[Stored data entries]
☆ ☆ ☆

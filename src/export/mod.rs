use anyhow::{Context, Result};
use filetime::FileTime;
use std::collections::BTreeSet;
use std::fs;
use std::io;
use std::path::{Path, PathBuf};
use std::process;
use time::format_description;
use time::{OffsetDateTime, UtcOffset};

// ===================================================================
// Naming
// ===================================================================

/// Destination naming policy for exported plan documents.
#[derive(Debug, Clone, Copy, PartialEq, Eq)]
pub enum Naming {
    /// `plan-{slug}.md`
    Flat,
    /// `{mtime}-plan-{slug}.md`
    Timestamped,
}

/// The source file's modification time rendered as `YYYYMMDD-HHMMSS`.
///
/// The rendering is a pure function of the mtime (local offset when the
/// platform yields one, UTC otherwise), so re-exporting an unchanged file
/// produces the same destination name.
pub fn timestamp_prefix(source: &Path) -> Result<String> {
    let mtime = fs::metadata(source)
        .and_then(|m| m.modified())
        .with_context(|| format!("reading mtime of {}", source.display()))?;
    let mut stamp = OffsetDateTime::from(mtime);
    if let Ok(offset) = UtcOffset::current_local_offset() {
        stamp = stamp.to_offset(offset);
    }
    let fmt = format_description::parse("[year][month][day]-[hour][minute][second]")
        .context("building timestamp format")?;
    stamp.format(&fmt).context("formatting timestamp")
}

fn dest_file_name(slug: &str, source: &Path, naming: Naming) -> Result<String> {
    match naming {
        Naming::Flat => Ok(format!("plan-{slug}.md")),
        Naming::Timestamped => Ok(format!("{}-plan-{slug}.md", timestamp_prefix(source)?)),
    }
}

// ===================================================================
// Copying
// ===================================================================

/// Outcome of copying one plan document.
#[derive(Debug, PartialEq, Eq)]
pub enum CopyOutcome {
    Copied,
    /// The source did not exist, or vanished before the copy finished.
    Missing,
}

/// Copy `source` to `dest`, carrying over the source's mtime.
///
/// The copy is staged under a hidden name in the destination directory and
/// renamed into place, so a concurrent reader (or a second exporter racing
/// to the same path) only ever observes a complete file.
pub fn copy_plan(source: &Path, dest: &Path) -> Result<CopyOutcome> {
    let metadata = match fs::metadata(source) {
        Ok(m) => m,
        Err(e) if e.kind() == io::ErrorKind::NotFound => return Ok(CopyOutcome::Missing),
        Err(e) => return Err(e).with_context(|| format!("reading {}", source.display())),
    };
    let mtime = FileTime::from_last_modification_time(&metadata);

    let dir = match dest.parent() {
        Some(p) if !p.as_os_str().is_empty() => p,
        _ => Path::new("."),
    };
    let name = dest
        .file_name()
        .and_then(|n| n.to_str())
        .with_context(|| format!("bad destination name {}", dest.display()))?;
    let staging = dir.join(format!(".{name}.{}", process::id()));

    match fs::copy(source, &staging) {
        Ok(_) => {}
        Err(e) if e.kind() == io::ErrorKind::NotFound => {
            let _ = fs::remove_file(&staging);
            return Ok(CopyOutcome::Missing);
        }
        Err(e) => {
            let _ = fs::remove_file(&staging);
            return Err(e).with_context(|| format!("copying {}", source.display()));
        }
    }
    if let Err(e) =
        filetime::set_file_mtime(&staging, mtime).and_then(|()| fs::rename(&staging, dest))
    {
        let _ = fs::remove_file(&staging);
        return Err(e).with_context(|| format!("writing {}", dest.display()));
    }
    Ok(CopyOutcome::Copied)
}

// ===================================================================
// Bulk export
// ===================================================================

/// Export the plan document for every slug in `slugs` from `source_root`
/// into `dest_root`, returning how many files were copied.
///
/// When more than one slug has an existing plan file, everything goes under
/// `{dest_root}/plans/` to keep a bulk export from scattering files across
/// the project root; a lone valid file lands in `dest_root` directly.
/// Missing plan files and per-item copy failures are reported and skipped.
pub fn export_bulk(
    slugs: &BTreeSet<String>,
    source_root: &Path,
    dest_root: &Path,
    naming: Naming,
) -> Result<usize> {
    let mut valid: Vec<(&str, PathBuf)> = Vec::new();
    for slug in slugs {
        let source = source_root.join(format!("{slug}.md"));
        if !source.exists() {
            eprintln!(
                "planport: plan file not found for slug '{slug}': {}",
                source.display()
            );
            continue;
        }
        valid.push((slug.as_str(), source));
    }

    let use_plans_folder = valid.len() > 1;
    let dest_dir = if use_plans_folder {
        dest_root.join("plans")
    } else {
        dest_root.to_path_buf()
    };
    if use_plans_folder && !dest_dir.exists() {
        fs::create_dir_all(&dest_dir)
            .with_context(|| format!("creating {}", dest_dir.display()))?;
    }

    let mut copied = 0;
    for (slug, source) in &valid {
        let name = match dest_file_name(slug, source, naming) {
            Ok(name) => name,
            Err(e) => {
                eprintln!("planport: skipping '{slug}': {e:#}");
                continue;
            }
        };
        let dest = dest_dir.join(name);
        match copy_plan(source, &dest) {
            Ok(CopyOutcome::Copied) => {
                println!("Copied: {}", dest.display());
                copied += 1;
            }
            Ok(CopyOutcome::Missing) => {
                eprintln!(
                    "planport: plan file not found for slug '{slug}': {}",
                    source.display()
                );
            }
            Err(e) => eprintln!("planport: copying {}: {e:#}", source.display()),
        }
    }
    println!("Exported {copied} plan file(s)");
    Ok(copied)
}
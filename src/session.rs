use crate::env_file;
use crate::export::{self, CopyOutcome, Naming};
use crate::preferences::Preferences;
use crate::transcript;
use crate::types::HookInput;
use anyhow::{Context, Result, bail};
use std::env;
use std::path::{Path, PathBuf};
use std::time::Duration;

/// Names the shell fragment the SessionStart hook appends to.
pub const ENV_FILE_VAR: &str = "CLAUDE_ENV_FILE";

/// Variable written into the environment file by the SessionStart hook and
/// consumed by `export-all`.
pub const TRANSCRIPT_DIR_VAR: &str = "TRANSCRIPT_DIR";

/// Resolved process environment shared by the hook handlers: working
/// directory, home, and preferences, each read exactly once.
pub struct Session {
    cwd: PathBuf,
    home: Option<PathBuf>,
    prefs: Preferences,
}

impl Session {
    pub fn open() -> Result<Self> {
        let cwd = env::current_dir().context("resolving working directory")?;
        let home = env::var_os("HOME").map(PathBuf::from);
        let prefs = match &home {
            Some(home) => Preferences::load(&home.join(".claude"))?,
            None => Preferences::default(),
        };
        Ok(Self { cwd, home, prefs })
    }

    // ---------------------------------------------------------------
    // Path helpers
    // ---------------------------------------------------------------

    fn plans_source_dir(&self) -> Result<PathBuf> {
        if let Some(dir) = &self.prefs.plans_dir {
            return Ok(PathBuf::from(dir));
        }
        let home = self.home.as_ref().context("HOME not set")?;
        Ok(home.join(".claude").join("plans"))
    }

    fn scan_retry_delay(&self) -> Duration {
        Duration::from_millis(self.prefs.scan_retry_delay_ms)
    }

    /// The directory holding `transcript_path`, absolutized against the
    /// working directory. A bare file name maps to the working directory
    /// itself.
    fn transcript_dir(&self, transcript_path: &str) -> PathBuf {
        match Path::new(transcript_path).parent() {
            Some(p) if !p.as_os_str().is_empty() => {
                if p.is_absolute() {
                    p.to_path_buf()
                } else {
                    self.cwd.join(p)
                }
            }
            _ => self.cwd.clone(),
        }
    }

    // ---------------------------------------------------------------
    // Hook handlers
    // ---------------------------------------------------------------

    /// SessionStart: record the transcript directory in the shared
    /// environment file so later hooks can find this session's transcripts.
    pub fn handle_session_start(&self, input: &HookInput) -> Result<()> {
        let Some(env_file) = env::var_os(ENV_FILE_VAR) else {
            eprintln!("planport: {ENV_FILE_VAR} not set, skipping");
            return Ok(());
        };
        let dir = self.transcript_dir(&input.transcript_path);
        if !dir.is_dir() {
            bail!("transcript directory does not exist: {}", dir.display());
        }
        let dir_str = dir
            .to_str()
            .with_context(|| format!("non-UTF-8 transcript directory {}", dir.display()))?;
        env_file::append_export(Path::new(&env_file), TRANSCRIPT_DIR_VAR, dir_str)?;
        eprintln!("planport: exported {TRANSCRIPT_DIR_VAR}={}", dir.display());
        Ok(())
    }

    /// SessionEnd: find this session's plan slug and copy the plan document
    /// into the project root.
    pub fn handle_session_end(&self, input: &HookInput) -> Result<()> {
        let slug = transcript::first_slug_with_retry(
            Path::new(&input.transcript_path),
            self.prefs.scan_retries,
            self.scan_retry_delay(),
        );
        let Some(slug) = slug else {
            eprintln!("planport: no slug found in transcript");
            return Ok(());
        };
        let source = self.plans_source_dir()?.join(format!("{slug}.md"));
        let dest = self.cwd.join(format!("plan-{slug}.md"));
        match export::copy_plan(&source, &dest)? {
            CopyOutcome::Copied => println!("Copied plan to {}", dest.display()),
            CopyOutcome::Missing => {
                eprintln!("planport: plan file not found: {}", source.display());
            }
        }
        Ok(())
    }

    /// Bulk export: union the slugs across every transcript in
    /// `$TRANSCRIPT_DIR` and copy each existing plan document.
    pub fn export_project_plans(&self, naming: Naming) -> Result<()> {
        let dir = env::var_os(TRANSCRIPT_DIR_VAR)
            .with_context(|| format!("{TRANSCRIPT_DIR_VAR} environment variable is not set"))?;
        let dir = PathBuf::from(dir);
        if !dir.is_dir() {
            bail!("{TRANSCRIPT_DIR_VAR} is not a directory: {}", dir.display());
        }
        let slugs = transcript::slugs_in_dir(&dir, &self.prefs.agent_file_prefix)?;
        if slugs.is_empty() {
            eprintln!("planport: no slugs found in any transcript files");
            return Ok(());
        }
        export::export_bulk(&slugs, &self.plans_source_dir()?, &self.cwd, naming)?;
        Ok(())
    }
}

☆ ☆ ☆

All lines in the records above that contain "reading" are to be reported.

PROBLEM SOLUTION:
        .with_context(|| format!("reading mtime of {}", source.display()))?;
        Err(e) => return Err(e).with_context(|| format!("reading {}", source.display())),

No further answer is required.